Ma, a mio avviso, le risposte che più contano, sono di natura civica e sociale.
Secondo un amico ricercatore svizzero, Norberto Bottani, la scuola dovrebbe rispondere principalmente a due istanze: la prima di efficienza, garantendo a tutti gli alunni di una certa età (a partire dai 14 anni) “un socle commun des connaissances et des compétences”, cioè un sapere comune per tutti i futuri cittadini; la seconda di equità, consentendo agli alunni più capaci di percorrere in senso meritocratico le tappe dell’educazione, fino ai più alti livelli accademici, e poi sfruttare le competenze acquisite nel mondo delle professioni.
Dal punto di vista dello “zoccolo comune”, i sistemi scolastici, quello italiano in particolare, lasciano molto a desiderare (qui bisognerebbe aprire una riflessione sulle politiche scolastiche dei sindacati e del ministero, che sono stati e sono i padroni della scuola); dal punto di vista della meritocrazia, che necessariamente implica una politica di pari opportunità (che merito c’è a vincere se, nella corsa dei cento metri, parto con il vantaggio di trenta metri?), le cose vanno ancor peggio. Ormai è noto che i percorsi degli alunni, nelle tappe scolastiche da loro raggiunte che poi si ripercuotono nella vita lavorativa, tendono a riprodurre le condizioni originarie delle famiglie in cui si è nati. In sostanza, chi proviene da una famiglia disagiata avrà poche probabilità di farsi valere, sia nell’istruzione sia nel lavoro, e chi, invece, proviene da una famiglia con i genitori laureati (in particolare la laurea paterna ha un alto valore predittivo) avrà molte più probabilità di laurearsi e affermarsi nel lavoro.
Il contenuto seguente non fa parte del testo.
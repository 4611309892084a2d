//! Command-line interface for rota
//!
//! This module defines the CLI structure using clap derive macros.
//! Each command group is implemented in its own submodule.

use std::path::PathBuf;

use clap::{Parser, Subcommand};

use crate::config::Config;
use crate::error::{Error, Result};
use crate::identity::{resolve_actor, StaticDirectory};
use crate::notify::{NotificationDestination, Notifier};
use crate::output::OutputOptions;
use crate::storage::Storage;
use crate::store::FileStore;

mod generate;
mod init;
mod queue;
mod stats;
mod swap;
mod task;
mod template;

/// rota - fair task rotation
///
/// Assigns recurring duties to a pool of people by a fairness score and lets
/// assignees swap, transfer or release their slot.
#[derive(Parser, Debug)]
#[command(name = "rota")]
#[command(author, version, about, long_about = None)]
#[command(propagate_version = true)]
pub struct Cli {
    /// Directory holding .rota/ (defaults to current directory)
    #[arg(long, global = true, env = "ROTA_DIR")]
    pub dir: Option<PathBuf>,

    /// Acting user
    #[arg(long, global = true, env = "ROTA_ACTOR")]
    pub actor: Option<String>,

    /// Output in JSON format
    #[arg(long, global = true)]
    pub json: bool,

    /// Suppress non-essential output
    #[arg(short, long, global = true)]
    pub quiet: bool,

    /// Notification sink: a file path or "-" for stdout
    /// (default: .rota/notifications.jsonl)
    #[arg(long, global = true, value_name = "PATH|-")]
    pub events: Option<String>,

    #[command(subcommand)]
    pub command: Commands,
}

/// Available subcommands
#[derive(Subcommand, Debug)]
pub enum Commands {
    /// Create .rota/ and a default .rota.toml
    Init,

    /// Rotation queues and their members
    #[command(subcommand)]
    Queue(QueueCommands),

    /// Recurring task templates
    #[command(subcommand)]
    Template(TemplateCommands),

    /// Generate task instances for one or more periods
    Generate {
        /// Periods (YYYY-MM)
        #[arg(required = true)]
        periods: Vec<String>,

        /// Limit to these templates (name or id prefix)
        #[arg(long = "template")]
        templates: Vec<String>,

        /// Run the selection without saving anything
        #[arg(long)]
        preview: bool,
    },

    /// Task instances
    #[command(subcommand)]
    Task(TaskCommands),

    /// Swap, transfer and pool-release requests
    #[command(subcommand)]
    Swap(SwapCommands),

    /// Read-only statistics
    #[command(subcommand)]
    Stats(StatsCommands),
}

/// Queue subcommands
#[derive(Subcommand, Debug)]
pub enum QueueCommands {
    /// Create a queue
    Add {
        name: String,

        /// Minimum months between two assignments of one member
        #[arg(long, default_value_t = 1)]
        min_gap: u32,

        /// Jitter factor between 0 and 1
        #[arg(long, default_value_t = 0.1)]
        random_factor: f64,

        /// Favour members with fewer open assignments
        #[arg(long)]
        workload: bool,

        /// Swaps and transfers also need an administrator
        #[arg(long)]
        require_admin: bool,

        /// Months in which a joint assignment counts as a pairing conflict
        #[arg(long, default_value_t = 2)]
        conflict_window: u32,
    },

    /// List queues with member counts
    List,

    /// Add or reactivate members
    Join {
        queue: String,

        #[arg(required = true)]
        users: Vec<String>,
    },

    /// Deactivate a member; history is kept
    Leave { queue: String, user: String },

    /// Edit a member's availability
    Avail {
        queue: String,
        user: String,

        /// Periods the member cannot take
        #[arg(long)]
        exclude: Vec<String>,

        /// Periods the member would like
        #[arg(long)]
        prefer: Vec<String>,

        /// Periods the member would rather not take
        #[arg(long)]
        avoid: Vec<String>,

        /// Periods to reset to neutral
        #[arg(long)]
        clear: Vec<String>,
    },
}

/// Template subcommands
#[derive(Subcommand, Debug)]
pub enum TemplateCommands {
    /// Create a template
    Add {
        name: String,

        /// Queue that staffs the template
        #[arg(long)]
        queue: String,

        /// monthly, quarterly, annual, one_time
        #[arg(long, default_value = "monthly")]
        cadence: String,

        /// First period the template fires for (default: current month)
        #[arg(long)]
        start: Option<String>,

        #[arg(long, default_value_t = 1)]
        min: u32,

        #[arg(long, default_value_t = 1)]
        max: u32,

        /// People per instance
        #[arg(long = "default", default_value_t = 1)]
        default_people: u32,

        /// fixed:<start>-<end> or relative:<start>,<end>
        #[arg(long, default_value = "relative:0,0", allow_hyphen_values = true)]
        window: String,

        /// low, medium, high
        #[arg(long, default_value = "medium")]
        priority: String,

        /// Estimated effort in hours
        #[arg(long)]
        hours: Option<f64>,

        #[arg(long)]
        category: Option<String>,

        #[arg(long)]
        description: Option<String>,
    },

    /// List templates
    List,

    /// Stop generating instances for a template
    Deactivate { template: String },

    /// Resume generating instances for a template
    Activate { template: String },
}

/// Task subcommands
#[derive(Subcommand, Debug)]
pub enum TaskCommands {
    /// List instances
    List {
        #[arg(long)]
        period: Option<String>,

        /// Only instances currently held by this user
        #[arg(long)]
        user: Option<String>,

        /// scheduled, in_progress, completed, cancelled
        #[arg(long)]
        status: Option<String>,
    },

    /// Show one instance with its audit trail
    Show { id: String },

    /// Mark an instance in progress
    Start { id: String },

    /// Complete an instance
    Complete {
        id: String,

        #[arg(long)]
        notes: Option<String>,

        /// 1 to 5
        #[arg(long)]
        rating: Option<u8>,

        /// Hours spent
        #[arg(long)]
        hours: Option<f64>,
    },

    /// Cancel an instance (administrators only)
    Cancel { id: String },

    /// Add a note to the audit trail
    Note { id: String, text: String },

    /// Send deadline reminders
    Sweep {
        /// Reference date (default: today)
        #[arg(long)]
        today: Option<String>,
    },

    /// Move old audit entries of finished instances to .rota/archive/
    Archive {
        /// Entries to keep per instance
        #[arg(long, default_value_t = 20)]
        retain: usize,
    },
}

/// Swap subcommands
#[derive(Subcommand, Debug)]
pub enum SwapCommands {
    /// Open a request on one of your instances
    Request {
        task: String,

        /// swap, transfer, pool
        #[arg(long, default_value = "swap")]
        kind: String,

        /// Receiving user (swap and transfer)
        #[arg(long)]
        to: Option<String>,

        #[arg(long)]
        reason: Option<String>,
    },

    /// Approve as the target or as an administrator
    Approve { id: String },

    /// Reject or withdraw a request
    Reject {
        id: String,

        #[arg(long)]
        reason: Option<String>,
    },

    /// Claim an open pool release
    Claim { id: String },

    /// List requests
    List {
        /// Only pool releases you could claim
        #[arg(long)]
        pool: bool,

        /// Only requests on this instance
        #[arg(long)]
        task: Option<String>,

        /// pending, approved, rejected, expired
        #[arg(long)]
        status: Option<String>,
    },

    /// Expire pool releases past their horizon
    Expire,
}

/// Stats subcommands
#[derive(Subcommand, Debug)]
pub enum StatsCommands {
    /// Per-user counts
    User { user: String },

    /// System-wide breakdown and trend
    System {
        /// Months in the trend
        #[arg(long, default_value_t = 6)]
        months: u32,
    },
}

/// Everything a command needs once `.rota/` is known to exist
pub(crate) struct Context {
    pub storage: Storage,
    pub config: Config,
    pub store: FileStore,
    pub directory: StaticDirectory,
    pub notifier: Box<dyn Notifier>,
    pub actor: String,
    pub output: OutputOptions,
}

impl Context {
    fn open(root: Option<PathBuf>, actor: Option<&str>, events: Option<&str>, output: OutputOptions) -> Result<Self> {
        let root = resolve_root(root)?;
        let storage = Storage::new(&root);
        if !storage.is_initialized() {
            return Err(Error::not_found("ledger", storage.data_dir().display()));
        }

        let config = Config::load_from_dir(&root)?;
        let destination = NotificationDestination::parse(events)
            .unwrap_or_else(|| NotificationDestination::File(storage.notifications_file()));
        let notifier: Box<dyn Notifier> = Box::new(destination.open()?);

        Ok(Self {
            store: FileStore::new(storage.clone()).with_lock_timeout(config.storage.lock_timeout_ms),
            directory: StaticDirectory::from_config(&config),
            actor: resolve_actor(actor, &config),
            storage,
            config,
            notifier,
            output,
        })
    }
}

fn resolve_root(root: Option<PathBuf>) -> Result<PathBuf> {
    match root {
        Some(path) => Ok(path),
        None => Ok(std::env::current_dir()?),
    }
}

impl Cli {
    /// Execute the CLI command
    pub fn run(self) -> Result<()> {
        let output = OutputOptions {
            json: self.json,
            quiet: self.quiet,
        };
        if let Commands::Init = self.command {
            return init::run(resolve_root(self.dir)?, self.actor.as_deref(), output);
        }

        let ctx = Context::open(self.dir, self.actor.as_deref(), self.events.as_deref(), output)?;
        match self.command {
            Commands::Init => Ok(()),
            Commands::Queue(cmd) => match cmd {
                QueueCommands::Add {
                    name,
                    min_gap,
                    random_factor,
                    workload,
                    require_admin,
                    conflict_window,
                } => queue::run_add(
                    &ctx,
                    queue::AddOptions {
                        name,
                        min_gap,
                        random_factor,
                        workload,
                        require_admin,
                        conflict_window,
                    },
                ),
                QueueCommands::List => queue::run_list(&ctx),
                QueueCommands::Join { queue, users } => queue::run_join(&ctx, &queue, &users),
                QueueCommands::Leave { queue, user } => queue::run_leave(&ctx, &queue, &user),
                QueueCommands::Avail {
                    queue,
                    user,
                    exclude,
                    prefer,
                    avoid,
                    clear,
                } => queue::run_avail(
                    &ctx,
                    queue::AvailOptions {
                        queue,
                        user,
                        exclude,
                        prefer,
                        avoid,
                        clear,
                    },
                ),
            },
            Commands::Template(cmd) => match cmd {
                TemplateCommands::Add {
                    name,
                    queue,
                    cadence,
                    start,
                    min,
                    max,
                    default_people,
                    window,
                    priority,
                    hours,
                    category,
                    description,
                } => template::run_add(
                    &ctx,
                    template::AddOptions {
                        name,
                        queue,
                        cadence,
                        start,
                        min,
                        max,
                        default_people,
                        window,
                        priority,
                        hours,
                        category,
                        description,
                    },
                ),
                TemplateCommands::List => template::run_list(&ctx),
                TemplateCommands::Deactivate { template } => {
                    template::run_set_active(&ctx, &template, false)
                }
                TemplateCommands::Activate { template } => {
                    template::run_set_active(&ctx, &template, true)
                }
            },
            Commands::Generate {
                periods,
                templates,
                preview,
            } => generate::run(
                &ctx,
                generate::GenerateOptions {
                    periods,
                    templates,
                    preview,
                },
            ),
            Commands::Task(cmd) => match cmd {
                TaskCommands::List {
                    period,
                    user,
                    status,
                } => task::run_list(&ctx, period, user, status),
                TaskCommands::Show { id } => task::run_show(&ctx, &id),
                TaskCommands::Start { id } => task::run_start(&ctx, &id),
                TaskCommands::Complete {
                    id,
                    notes,
                    rating,
                    hours,
                } => task::run_complete(&ctx, &id, notes, rating, hours),
                TaskCommands::Cancel { id } => task::run_cancel(&ctx, &id),
                TaskCommands::Note { id, text } => task::run_note(&ctx, &id, &text),
                TaskCommands::Sweep { today } => task::run_sweep(&ctx, today),
                TaskCommands::Archive { retain } => task::run_archive(&ctx, retain),
            },
            Commands::Swap(cmd) => match cmd {
                SwapCommands::Request {
                    task,
                    kind,
                    to,
                    reason,
                } => swap::run_request(&ctx, &task, &kind, to, reason),
                SwapCommands::Approve { id } => swap::run_approve(&ctx, &id),
                SwapCommands::Reject { id, reason } => swap::run_reject(&ctx, &id, reason),
                SwapCommands::Claim { id } => swap::run_claim(&ctx, &id),
                SwapCommands::List { pool, task, status } => swap::run_list(&ctx, pool, task, status),
                SwapCommands::Expire => swap::run_expire(&ctx),
            },
            Commands::Stats(cmd) => match cmd {
                StatsCommands::User { user } => stats::run_user(&ctx, &user),
                StatsCommands::System { months } => stats::run_system(&ctx, months),
            },
        }
    }
}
Questo, generalmente, dicono gli studiosi di mobilità sociale.
Dunque, se la scuola non attua le due funzioni di efficienza e giustizia (“ascensore sociale”), a cosa serve? Da qui il titolo del saggio di Bottani, “Requiem per la scuola”, che rende esplicita la sua risposta.
Di tutto questo, generalmente, nella scuola non si parla, mentre si dibatte a pieni polmoni su come promuovere l’ennesima sanatoria per l’immissione in ruolo dei precari. Molti di loro sono bravi insegnanti e contribuiranno ai due funzionamenti della scuola. Ma non tutti. Quali sindacati difenderanno gli alunni da questi ultimi, da quelli cioè che non sanno fare il loro mestiere?
Bravo Sandrino, articolo interessante. Ma vorrei il tuo parere su una faccenda che e’ sfiorata in coda al pezzo. Secondo te che di scuola ne hai fatta e vista tanta e ormai sei una specie di prof. Aristogitone, la formazione degli insegnanti com e’? Ai nostri tempi di studenti i professori erano quasi dei dilettanti allo sbaraglio, si laureavano e entravano nel calderone della scuola…abbiamo visto i primi concorsi che in confronto ad oggi erano roba da ragazzi. Eppure c erano molti insegnanti culturalmente e umanamente validi, non tutti…specie dal punto di vista umano qualcuno era una belva. Ma questi di oggi sono migliori? Io ho l impressione che in Italia ci sia un problema generale: la formazione fatta più ‘ x i formatori e diventata businnes piuttosto che x chi deve formarsi. Esagero?